Young Fathers – ‘Heavy Heavy’

Young Fathers – ‘Heavy Heavy’

Album / Ninja Tune / 03.02.2023
Soul pop expérimentale

Solaire. Voilà le premier mot qui vient à l’esprit dès les premières minutes d’écoute de Heavy Heavy, le quatrième album des trois écossais qui ont pris d’assaut nos oreilles il y a tout juste dix ans. Une décennie au cours de laquelle Alloysious Massaquoi, Kayus Bankole et Graham Hastings ont tracé une route claire, exigeante et sans compromis, sautant à grandes enjambées du hip-hop lo-fi teinté de sonorités punk et électro à une quasi-pop indé expérimentale, au gospel, en passant par le R’n’B ou la soul, le tout baigné d’influences ouest-africaines. Ce tissage subtil, ce sautillement incessant d’un monde à l’autre, qui pourrait s’avérer casse-gueule pour d’autres formations, ne l’est jamais chez eux, tant ils s’y adonnent avec une franchise et une énergie désarmantes. Et une cohérence implacable d’album en album. Si chacun de leurs opus possède sa propre identité, notamment Cocoa Sugar (2018) qui marque un tournant stylistique et esthétique dans leur discographie vers quelque chose de plus épuré (certaines mauvaises langues diront ‘commercial’), leur son reste néanmoins instantanément reconnaissable entre mille sans jamais se montrer redondant.
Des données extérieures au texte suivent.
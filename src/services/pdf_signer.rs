//! PDF signing with an incremental update and a detached CMS signature.

use crate::domain::certificate::CertificateInfo;
use crate::domain::constants;
use crate::domain::signing::{SignedDocument, SigningRequest};
use crate::infra::config::SigningDefaults;
use crate::infra::error::{SigningError, SigningResult};
use crate::services::certificate_loader::CertificateLoader;
use crate::services::cms_builder::CmsBuilderService;
use crate::services::pdf_incremental::{find_startxref, IncrementalWriter, SignaturePlaceholder};
use crate::services::stamp::{appearance_stream, StampGeometry, StampRect, StampText};
use chrono::{DateTime, Utc};
use lopdf::{text_string, Dictionary, Document, Object, ObjectId};
use std::collections::HashSet;

/// Inherited attribute lookups stop after this many `/Parent` hops.
const MAX_PAGE_TREE_DEPTH: usize = 32;

pub struct PdfSigner {
    defaults: SigningDefaults,
}

impl PdfSigner {
    #[must_use]
    pub fn new(defaults: SigningDefaults) -> Self {
        Self { defaults }
    }

    pub fn sign(&self, request: SigningRequest) -> SigningResult<SignedDocument> {
        self.sign_at(request, Utc::now())
    }

    /// Sign as of `now`. The certificate window is checked before the PDF is
    /// parsed; the credential is dropped when this returns.
    pub fn sign_at(
        &self,
        request: SigningRequest,
        now: DateTime<Utc>,
    ) -> SigningResult<SignedDocument> {
        let info = CertificateLoader::get_info_at(request.credential.certificate(), now)?;
        CertificateLoader::check_validity(&info)?;

        log::info!(
            "Signing PDF ({} bytes) as {} (visible: {})",
            request.pdf_bytes.len(),
            info.display_name(),
            request.visible
        );

        let document = Document::load_mem(&request.pdf_bytes)?;
        if document.trailer.has(b"Encrypt") {
            return Err(SigningError::PdfCorrupt(
                "encrypted documents are not supported".to_string(),
            ));
        }
        let previous_xref = find_startxref(&request.pdf_bytes)?;

        let pages: Vec<ObjectId> = document.get_pages().into_values().collect();
        if pages.is_empty() {
            return Err(SigningError::PdfCorrupt("document has no pages".to_string()));
        }
        let page_index = request.target_page.resolve(pages.len());
        let page_id = pages[page_index];

        let rect = if request.visible {
            let rect = StampGeometry::from(&self.defaults)
                .place(request.anchor, media_box(&document, page_id)?)?;
            log::debug!(
                "Stamp at {:?} on page {} ({})",
                rect,
                page_index + 1,
                request.anchor
            );
            Some(rect)
        } else {
            None
        };

        let update = UpdatePlan {
            document: &document,
            request: &request,
            info: &info,
            page_id,
            rect,
            signed_at: now,
            capacity: self.defaults.signature_capacity,
        };
        let (mut bytes, placeholder) = update.write(previous_xref)?;

        let byte_range = placeholder.apply_byte_range(&mut bytes)?;
        let digest = placeholder.signed_digest(&bytes);
        log::debug!("ByteRange {:?}, digest {}", byte_range, digest.to_hex());

        let cms = CmsBuilderService::new(&request.credential, now).build_detached(&digest)?;
        placeholder.embed(&mut bytes, &cms)?;
        log::info!(
            "Signed PDF: {} bytes (CMS {} of {} reserved)",
            bytes.len(),
            cms.len(),
            placeholder.capacity()
        );

        Ok(SignedDocument {
            bytes,
            signer_common_name: info
                .common_name
                .clone()
                .unwrap_or_else(|| info.display_name()),
            signed_at: now,
        })
    }
}

/// Everything the incremental update needs, resolved up front.
struct UpdatePlan<'a> {
    document: &'a Document,
    request: &'a SigningRequest,
    info: &'a CertificateInfo,
    page_id: ObjectId,
    rect: Option<StampRect>,
    signed_at: DateTime<Utc>,
    capacity: usize,
}

impl UpdatePlan<'_> {
    fn write(&self, previous_xref: usize) -> SigningResult<(Vec<u8>, SignaturePlaceholder)> {
        let document = self.document;
        let catalog_id = document.trailer.get(b"Root")?.as_reference()?;
        let mut catalog = document.get_dictionary(catalog_id)?.clone();

        let mut acroform = match catalog.get(b"AcroForm") {
            Ok(object) => resolve(document, object)?.as_dict()?.clone(),
            Err(_) => Dictionary::new(),
        };
        let mut fields = match acroform.get(b"Fields") {
            Ok(object) => resolve(document, object)?.as_array()?.clone(),
            Err(_) => Vec::new(),
        };
        let field_name = next_field_name(document, &fields);

        let mut writer =
            IncrementalWriter::new(&self.request.pdf_bytes, next_object_number(document));
        let sig_id = writer.allocate();
        let field_id = writer.allocate();
        let acroform_id = writer.allocate();

        let placeholder =
            writer.write_signature_dictionary(sig_id, &self.signature_entries(), self.capacity);

        let mut widget = Dictionary::new();
        widget.set("Type", Object::Name(b"Annot".to_vec()));
        widget.set("Subtype", Object::Name(b"Widget".to_vec()));
        widget.set("FT", Object::Name(b"Sig".to_vec()));
        widget.set("T", text_string(&field_name));
        widget.set("V", Object::Reference(sig_id));
        widget.set("F", Object::Integer(constants::PDF_WIDGET_FLAGS));
        widget.set("P", Object::Reference(self.page_id));
        match &self.rect {
            Some(rect) => {
                let ap_id = writer.allocate();
                let stamp = StampText {
                    signer: self.info.display_name(),
                    signed_at: self.signed_at,
                    reason: self.request.reason.clone(),
                };
                writer.write_object(ap_id, &Object::Stream(appearance_stream(rect, &stamp)?));
                let mut appearance = Dictionary::new();
                appearance.set("N", Object::Reference(ap_id));
                widget.set("Rect", rect.to_object());
                widget.set("AP", Object::Dictionary(appearance));
            }
            None => {
                widget.set(
                    "Rect",
                    Object::Array(vec![Object::Integer(0); 4]),
                );
            }
        }
        writer.write_object(field_id, &Object::Dictionary(widget));

        let mut page = document.get_dictionary(self.page_id)?.clone();
        let mut annots = match page.get(b"Annots") {
            Ok(object) => resolve(document, object)?.as_array()?.clone(),
            Err(_) => Vec::new(),
        };
        annots.push(Object::Reference(field_id));
        page.set("Annots", Object::Array(annots));
        writer.write_object(self.page_id, &Object::Dictionary(page));

        fields.push(Object::Reference(field_id));
        acroform.set("Fields", Object::Array(fields));
        acroform.set("SigFlags", Object::Integer(constants::PDF_SIG_FLAGS));
        writer.write_object(acroform_id, &Object::Dictionary(acroform));

        catalog.set("AcroForm", Object::Reference(acroform_id));
        writer.write_object(catalog_id, &Object::Dictionary(catalog));

        let mut trailer = Dictionary::new();
        trailer.set("Root", Object::Reference(catalog_id));
        for key in [b"Info".as_slice(), b"ID".as_slice()] {
            if let Ok(value) = document.trailer.get(key) {
                trailer.set(key.to_vec(), value.clone());
            }
        }

        log::debug!(
            "Incremental update: field {} as object {}, size {}",
            field_name,
            field_id.0,
            writer.size()
        );
        Ok((writer.finish(trailer, previous_xref), placeholder))
    }

    fn signature_entries(&self) -> Dictionary {
        let mut entries = Dictionary::new();
        entries.set("Type", Object::Name(b"Sig".to_vec()));
        entries.set("Filter", Object::Name(constants::PDF_SIG_FILTER.to_vec()));
        entries.set("SubFilter", Object::Name(constants::PDF_SIG_SUBFILTER.to_vec()));
        entries.set("Name", text_string(&self.info.display_name()));
        entries.set("M", text_string(&pdf_date(self.signed_at)));
        if !self.request.reason.is_empty() {
            entries.set("Reason", text_string(&self.request.reason));
        }
        if !self.request.location.is_empty() {
            entries.set("Location", text_string(&self.request.location));
        }
        entries
    }
}

fn pdf_date(at: DateTime<Utc>) -> String {
    at.format("D:%Y%m%d%H%M%S+00'00'").to_string()
}

fn resolve<'a>(document: &'a Document, object: &'a Object) -> SigningResult<&'a Object> {
    match object {
        Object::Reference(id) => Ok(document.get_object(*id)?),
        other => Ok(other),
    }
}

/// First object number not used by the original file.
fn next_object_number(document: &Document) -> u32 {
    let declared = document
        .trailer
        .get(b"Size")
        .and_then(Object::as_i64)
        .ok()
        .and_then(|size| u32::try_from(size).ok())
        .unwrap_or(0);
    declared.max(document.max_id + 1)
}

/// `Signature<N>`, one past the existing signature fields and never reusing
/// an existing field name.
fn next_field_name(document: &Document, fields: &[Object]) -> String {
    let mut names = HashSet::new();
    let mut signature_fields = 0usize;
    for field in fields {
        let Ok(Object::Dictionary(dict)) = resolve(document, field) else {
            continue;
        };
        if let Ok(Object::String(name, _)) = dict.get(b"T") {
            names.insert(String::from_utf8_lossy(name).into_owned());
        }
        if dict.get(b"FT").and_then(Object::as_name).is_ok_and(|ft| ft == b"Sig") {
            signature_fields += 1;
        }
    }

    let mut n = signature_fields + 1;
    loop {
        let candidate = format!("{}{n}", constants::PDF_SIG_FIELD_PREFIX);
        if !names.contains(&candidate) {
            return candidate;
        }
        n += 1;
    }
}

/// MediaBox of a page, following `/Parent` for inherited values. Pages without
/// one fall back to the reference A4 size.
fn media_box(document: &Document, page_id: ObjectId) -> SigningResult<[f64; 4]> {
    let mut current = document.get_dictionary(page_id)?;
    for _ in 0..MAX_PAGE_TREE_DEPTH {
        if let Ok(object) = current.get(b"MediaBox") {
            let values = resolve(document, object)?.as_array()?;
            if values.len() != 4 {
                return Err(SigningError::PdfCorrupt(format!(
                    "MediaBox has {} entries",
                    values.len()
                )));
            }
            let mut rect = [0.0; 4];
            for (slot, value) in rect.iter_mut().zip(values) {
                *slot = number(resolve(document, value)?)?;
            }
            let [x1, y1, x2, y2] = rect;
            return Ok([x1.min(x2), y1.min(y2), x1.max(x2), y1.max(y2)]);
        }
        match current.get(b"Parent").and_then(Object::as_reference) {
            Ok(parent) => current = document.get_dictionary(parent)?,
            Err(_) => break,
        }
    }
    log::warn!("Page {:?} has no MediaBox, assuming A4", page_id);
    Ok([
        0.0,
        0.0,
        constants::REFERENCE_PAGE_WIDTH,
        constants::REFERENCE_PAGE_HEIGHT,
    ])
}

fn number(object: &Object) -> SigningResult<f64> {
    match object {
        Object::Integer(value) => Ok(*value as f64),
        Object::Real(value) => Ok(f64::from(*value)),
        other => Err(SigningError::PdfCorrupt(format!(
            "expected a number, found {other:?}"
        ))),
    }
}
On pourrait penser qu’avec Heavy Heavy, album – osera-t-on le dire – ‘anniversaire’, les Young Fathers se seraient assagis ou, du moins, se reposeraient sur leurs lauriers (bien mérités, soit dit en passant). Néanmoins, on aurait tort de confondre assagissement et apaisement. Car c’est bien un album apaisé qu’ils nous offrent ici. Mais qu’on ne s’y trompe pas : le feu crépitant qui sous-tend leur discographie n’a pas disparu pour autant. Cette hargne a simplement pris une autre forme, a muté vers une sorte de sérénité, de puissance tranquille. Le feu n’est plus celui d’un cocktail molotov mais celui d’un soleil porteur de vie, divin, enveloppant, spirituel.
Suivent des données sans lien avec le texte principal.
//! Error types for signature validation and PDF signing operations.
//!
//! Each concern owns its own enum so callers can match on the failure class
//! that matters to them: validation failures are recorded per document,
//! certificate and signing failures abort the request.

use thiserror::Error;

/// Result type for remote validation operations
pub type ValidationResult<T> = Result<T, ValidationError>;

/// Result type for certificate loading operations
pub type CertificateResult<T> = Result<T, CertificateError>;

/// Result type for PDF signing operations
pub type SigningResult<T> = Result<T, SigningError>;

/// Result type for detached (A3) signing operations
pub type A3Result<T> = Result<T, A3Error>;

/// Result type for orchestration code that spans several concerns
pub type TrustResult<T> = Result<T, TrustError>;

/// Failures while driving the remote validation authority.
///
/// Inside a batch these are downgraded to an `ERROR` record and never
/// propagated past the batch boundary.
#[derive(Error, Debug, Clone, PartialEq, Eq, miette::Diagnostic)]
pub enum ValidationError {
    #[error("Validation timed out: {0}")]
    Timeout(String),

    #[error("Automation failure: {0}")]
    AutomationFailure(String),

    #[error("Could not parse validation results: {0}")]
    ParseFailure(String),
}

/// Failures while opening or evaluating a PKCS#12 certificate.
#[derive(Error, Debug, Clone, PartialEq, Eq, miette::Diagnostic)]
pub enum CertificateError {
    #[error("Wrong certificate passphrase")]
    WrongPassword,

    #[error("Malformed certificate bundle: {0}")]
    Malformed(String),

    #[error("Certificate expired on {0}")]
    Expired(String),

    #[error("Certificate not valid before {0}")]
    NotYetValid(String),
}

/// Failures while producing a signed PDF.
#[derive(Error, Debug, miette::Diagnostic)]
pub enum SigningError {
    #[error("Invalid signing certificate: {0}")]
    InvalidCertificate(#[source] CertificateError),

    #[error("PDF is corrupt or unsupported: {0}")]
    PdfCorrupt(String),

    #[error("Signature appearance does not fit: {0}")]
    AppearanceLayoutError(String),

    #[error("Cryptographic error: {0}")]
    CryptographicError(String),
}

/// Failures in the detached (hardware token) signing flow.
#[derive(Error, Debug, Clone, PartialEq, Eq, miette::Diagnostic)]
pub enum A3Error {
    #[error("Detached signing is not implemented yet: {0}")]
    NotImplemented(String),

    #[error("Invalid external signature blob: {0}")]
    InvalidSignatureBlob(String),
}

/// Umbrella error for workflows and the command line tool.
#[derive(Error, Debug, miette::Diagnostic)]
pub enum TrustError {
    #[error(transparent)]
    Validation(#[from] ValidationError),

    #[error(transparent)]
    Certificate(#[from] CertificateError),

    #[error(transparent)]
    Signing(#[from] SigningError),

    #[error(transparent)]
    A3(#[from] A3Error),

    #[error("Configuration error: {0}")]
    Configuration(String),

    #[error("IO error: {0}")]
    Io(String),
}

impl From<std::io::Error> for TrustError {
    fn from(error: std::io::Error) -> Self {
        TrustError::Io(error.to_string())
    }
}

impl From<openssl::error::ErrorStack> for SigningError {
    fn from(error: openssl::error::ErrorStack) -> Self {
        SigningError::CryptographicError(error.to_string())
    }
}

impl From<lopdf::Error> for SigningError {
    fn from(error: lopdf::Error) -> Self {
        SigningError::PdfCorrupt(error.to_string())
    }
}

impl From<CertificateError> for SigningError {
    fn from(error: CertificateError) -> Self {
        SigningError::InvalidCertificate(error)
    }
}

impl From<fantoccini::error::CmdError> for ValidationError {
    fn from(error: fantoccini::error::CmdError) -> Self {
        ValidationError::AutomationFailure(error.to_string())
    }
}

impl From<fantoccini::error::NewSessionError> for ValidationError {
    fn from(error: fantoccini::error::NewSessionError) -> Self {
        ValidationError::AutomationFailure(format!("Failed to open browser session: {error}"))
    }
}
Sorti chez Ninja Tune comme son prédécesseur, Heavy Heavy est peut-être l’album le plus ‘construit’ et le plus optimiste de Young Fathers. Là où leurs autres opus nous baladaient volontiers d’un univers à l’autre, ici la progression semble plus étudiée, plus délibérée. ‘Caught in the light/Like a sun to the ocean‘ et ‘These hands can heal‘, scandent-ils sur le morceau d’introduction, Rice, sur un fond de percussions dont les basses profondes nous appellent, hypnotiques, comme si elles nous tendaient une main rassurante vers un voyage mouvementé mais dont l’issue sera radieuse, c’est promis. Mouvementé mais plein d’espérance, c’est le cas avec I Saw, parade martiale et victorieuse aux accents blues-rock; Drum et sa locomotive de beats ultra-contagieux; Sink or Swim, trépidant appel à l’action aux pulsations implacables; ou encore l’extraordinaire Holy Moly, qui s’emballe comme un cœur fougueux et impatient. L’influence gospel et soul n’a jamais été aussi présente et assumée, parsemée ici et là au fil des morceaux. Tell Somebody, avec ses nappes d’orgue superposées et ses chœurs angéliques, ne détonnerait pas dans une église. Malgré les breakbeats impétueux qui l’introduisent, Shoot Me Down évoque ensuite le rythme chaloupé d’une chorale gospel futuriste. Egalement très influencé soul et trip hop, comment ne pas citer Geronimo, qui flirte allègrement avec le kitsch, pas très loin, disons-le franchement, des plus sirupeuses envolées de Coldplay. On lui préfèrera peut-être l’inattendu Be Your Lady, qui clôture l’album et réussit l’improbable fusion d’une ballade soul queer à la Frank Ocean et d’un délire house bruitiste, ainsi que le bien-nommé Ululation, hymne étincelant, transe joyeuse qui entre en résonance parfaite avec le puissant visuel de la pochette, imaginé par le photographe David Uzochukwu, qui a également réalisé deux très beaux clips pour cet album (I Saw et Tell Somebody).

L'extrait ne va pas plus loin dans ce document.